Owen Burke reviews benefits for Spain and China by some of the world’s leading dancers.
‘Dances for Spain and China’ by Owen Burke from New Masses. Vol. 26 No. 8. February 15, 1938.
FOR Spain, for democracy and peace against fascism and war, the American Dance Association continued its excellent cultural work with a presentation at the Hippodrome, N.Y., of the cream of the dance world in one of the best recitals of this or any season.
Anna Sokolow’s dance unit performed the anti-fascist War Poem, Martha Graham did her poignant Imperial Gesture and intensely emotional Deep Song, and her group danced the swift paced Celebration. Tamiris and her group did Momentum. Hanya Holm appeared with her group in sections from Trend.
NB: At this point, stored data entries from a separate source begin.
// ── Core error types ──
//
// User-facing errors from dashino-core. Request errors keep their HTTP
// status so callers can still tell "not found" apart; transport failures
// and timeouts stay distinct variants. `from_api` attaches the name of the
// service that failed.

use thiserror::Error;

/// Unified error type for the core crate.
#[derive(Debug, Error)]
pub enum CoreError {
    // ── Input errors ─────────────────────────────────────────────────
    #[error("{message}")]
    ValidationFailed { message: String },

    #[error("Entity '{entity_id}' not found")]
    EntityNotFound { entity_id: String },

    #[error("Attribute '{attribute}' not found on entity '{entity_id}'")]
    AttributeNotFound { entity_id: String, attribute: String },

    #[error("Value for entity '{entity_id}' is not numeric and cannot be converted")]
    NotNumeric { entity_id: String },

    // ── Remote errors ────────────────────────────────────────────────
    /// The dashboard answered with a non-2xx status.
    #[error("{message}")]
    Request { status: u16, message: String },

    #[error("Dashino {operation} timed out")]
    Timeout { operation: &'static str },

    #[error("Dashino {operation} failed: {message}")]
    Transport {
        operation: &'static str,
        message: String,
    },

    // ── Configuration errors ─────────────────────────────────────────
    #[error("Configuration error: {message}")]
    Config { message: String },
}

impl CoreError {
    pub(crate) fn validation(message: impl Into<String>) -> Self {
        Self::ValidationFailed {
            message: message.into(),
        }
    }

    /// Translate a client error raised while running `operation`.
    pub fn from_api(operation: &'static str, err: dashino_api::Error) -> Self {
        use dashino_api::Error as Api;

        match err {
            Api::Request { status, message } => Self::Request { status, message },
            Api::Timeout { .. } => Self::Timeout { operation },
            Api::Transport(ref e) if e.is_timeout() => Self::Timeout { operation },
            Api::Transport(_) | Api::Deserialization { .. } => Self::Transport {
                operation,
                message: err.to_string(),
            },
            Api::EmptyIdentifier { .. } => Self::ValidationFailed {
                message: err.to_string(),
            },
            Api::InvalidUrl(_)
            | Api::InvalidBaseUrl { .. }
            | Api::InvalidHeader { .. }
            | Api::Tls(_) => Self::Config {
                message: err.to_string(),
            },
        }
    }

    /// HTTP status when the dashboard rejected the request.
    pub fn status(&self) -> Option<u16> {
        match self {
            Self::Request { status, .. } => Some(*status),
            _ => None,
        }
    }

    pub fn is_timeout(&self) -> bool {
        matches!(self, Self::Timeout { .. })
    }
}

impl From<dashino_config::ConfigError> for CoreError {
    fn from(err: dashino_config::ConfigError) -> Self {
        Self::Config {
            message: err.to_string(),
        }
    }
}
For the ballet section of the evening, Paul Draper, tap dancer par excellence, appeared for the first time in New York under an anti-fascist banner, and took the house by storm. Draper has a good knowledge of ballet technique and uses it to considerable advantage in his Minuet, Ain’t Necessarily So, and Blue Danube to the music of Handel, Gershwin, and Johann Strauss, respectively, but I find his tap a bit cold. There is enough good movement in his dancing, and he covers good bit of territory, but the warmth of Bill Robinson and Fred Astaire won’t be found in his work. Draper is the polished intellectual stylist. Bill Robinson is still the only Bojangles.
Arthur Mahoney, whose stage presence is one of the most lively in the dance field, did his always popular Farruca. Mahoney’s Spanish folk dancing is especially gifted, and by far the most successful of the many forms with which he works in the concert medium.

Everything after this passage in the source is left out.